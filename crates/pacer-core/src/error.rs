//! Error types for plan generation and export.

use std::fmt;
use std::path::PathBuf;

use thiserror::Error;

use crate::{export::Format, models::Language};

/// Comprehensive error type for all Pacer operations.
#[derive(Error, Debug)]
pub enum PacerError {
    /// Profile values out of range or missing
    #[error("Invalid profile field '{field}': {reason}")]
    InvalidProfile { field: String, reason: String },
    /// Plan configuration values out of range or inconsistent
    #[error("Invalid plan configuration '{field}': {reason}")]
    InvalidConfig { field: String, reason: String },
    /// A required localization key has no entry for the language
    #[error("Missing translation for key '{key}' in language '{language}'")]
    MissingTranslation { key: String, language: Language },
    /// A single exporter could not produce its artifact
    #[error("Export to {format} failed: {reason}")]
    Export { format: Format, reason: String },
    /// A progress log row that cannot be read
    #[error("Invalid progress log at row {row}: {reason}")]
    InvalidProgress { row: usize, reason: String },
    /// File system operation errors
    #[error("File system error at path '{path}': {source}")]
    FileSystem {
        path: PathBuf,
        source: std::io::Error,
    },
    /// XDG base directory errors
    #[error("XDG directory error: {0}")]
    XdgDirectory(String),
    /// Serialization/deserialization errors
    #[error("Serialization error: {source}")]
    Serialization {
        #[from]
        source: serde_json::Error,
    },
    /// Configuration errors
    #[error("Configuration error: {message}")]
    Configuration { message: String },
}

/// Builder for field validation errors.
pub struct FieldErrorBuilder {
    field: String,
    profile: bool,
}

impl FieldErrorBuilder {
    fn new(field: impl Into<String>, profile: bool) -> Self {
        Self {
            field: field.into(),
            profile,
        }
    }

    /// Build the error with the given reason.
    pub fn with_reason(self, reason: impl Into<String>) -> PacerError {
        let reason = reason.into();
        if self.profile {
            PacerError::InvalidProfile {
                field: self.field,
                reason,
            }
        } else {
            PacerError::InvalidConfig {
                field: self.field,
                reason,
            }
        }
    }
}

/// Builder for per-format export errors.
pub struct ExportErrorBuilder {
    format: Format,
}

impl ExportErrorBuilder {
    /// Build the error with the given reason.
    pub fn with_reason(self, reason: impl fmt::Display) -> PacerError {
        PacerError::Export {
            format: self.format,
            reason: reason.to_string(),
        }
    }
}

impl PacerError {
    /// Creates a builder for profile validation errors.
    pub fn invalid_profile(field: impl Into<String>) -> FieldErrorBuilder {
        FieldErrorBuilder::new(field, true)
    }

    /// Creates a builder for plan configuration errors.
    pub fn invalid_config(field: impl Into<String>) -> FieldErrorBuilder {
        FieldErrorBuilder::new(field, false)
    }

    /// Creates a builder for errors raised by the exporter for `format`.
    pub fn export(format: Format) -> ExportErrorBuilder {
        ExportErrorBuilder { format }
    }

    /// True for errors that must stop a run before any artifact is produced.
    pub fn is_build_failure(&self) -> bool {
        matches!(
            self,
            PacerError::InvalidProfile { .. }
                | PacerError::InvalidConfig { .. }
                | PacerError::MissingTranslation { .. }
        )
    }
}

/// Extension trait for Result to provide concise error mapping with
/// anyhow-style context.
pub trait ResultExt<T, E> {
    /// Add context to any error type, converting to PacerError.
    fn with_context<C>(self, context: C) -> Result<T>
    where
        C: fmt::Display + Send + Sync + 'static;

    /// Map any error into an export failure for `format`.
    fn export_context(self, format: Format) -> Result<T>;
}

impl<T, E> ResultExt<T, E> for std::result::Result<T, E>
where
    E: std::error::Error + Send + Sync + 'static,
{
    fn with_context<C>(self, context: C) -> Result<T>
    where
        C: fmt::Display + Send + Sync + 'static,
    {
        self.map_err(|e| PacerError::Configuration {
            message: format!("{}: {}", context, e),
        })
    }

    fn export_context(self, format: Format) -> Result<T> {
        self.map_err(|e| PacerError::export(format).with_reason(e))
    }
}

/// Result type alias for Pacer operations
pub type Result<T> = std::result::Result<T, PacerError>;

_Directions for this task_
Of the entries listed above, reproduce only the lines starting at the line containing "all Pacer operations." and ending at the line containing "Format, reason: String". Include both, exactly as they stand.

_Output of the task_
/// Comprehensive error type for all Pacer operations.
#[derive(Error, Debug)]
pub enum PacerError {
    /// Profile values out of range or missing
    #[error("Invalid profile field '{field}': {reason}")]
    InvalidProfile { field: String, reason: String },
    /// Plan configuration values out of range or inconsistent
    #[error("Invalid plan configuration '{field}': {reason}")]
    InvalidConfig { field: String, reason: String },
    /// A required localization key has no entry for the language
    #[error("Missing translation for key '{key}' in language '{language}'")]
    MissingTranslation { key: String, language: Language },
    /// A single exporter could not produce its artifact
    #[error("Export to {format} failed: {reason}")]
    Export { format: Format, reason: String },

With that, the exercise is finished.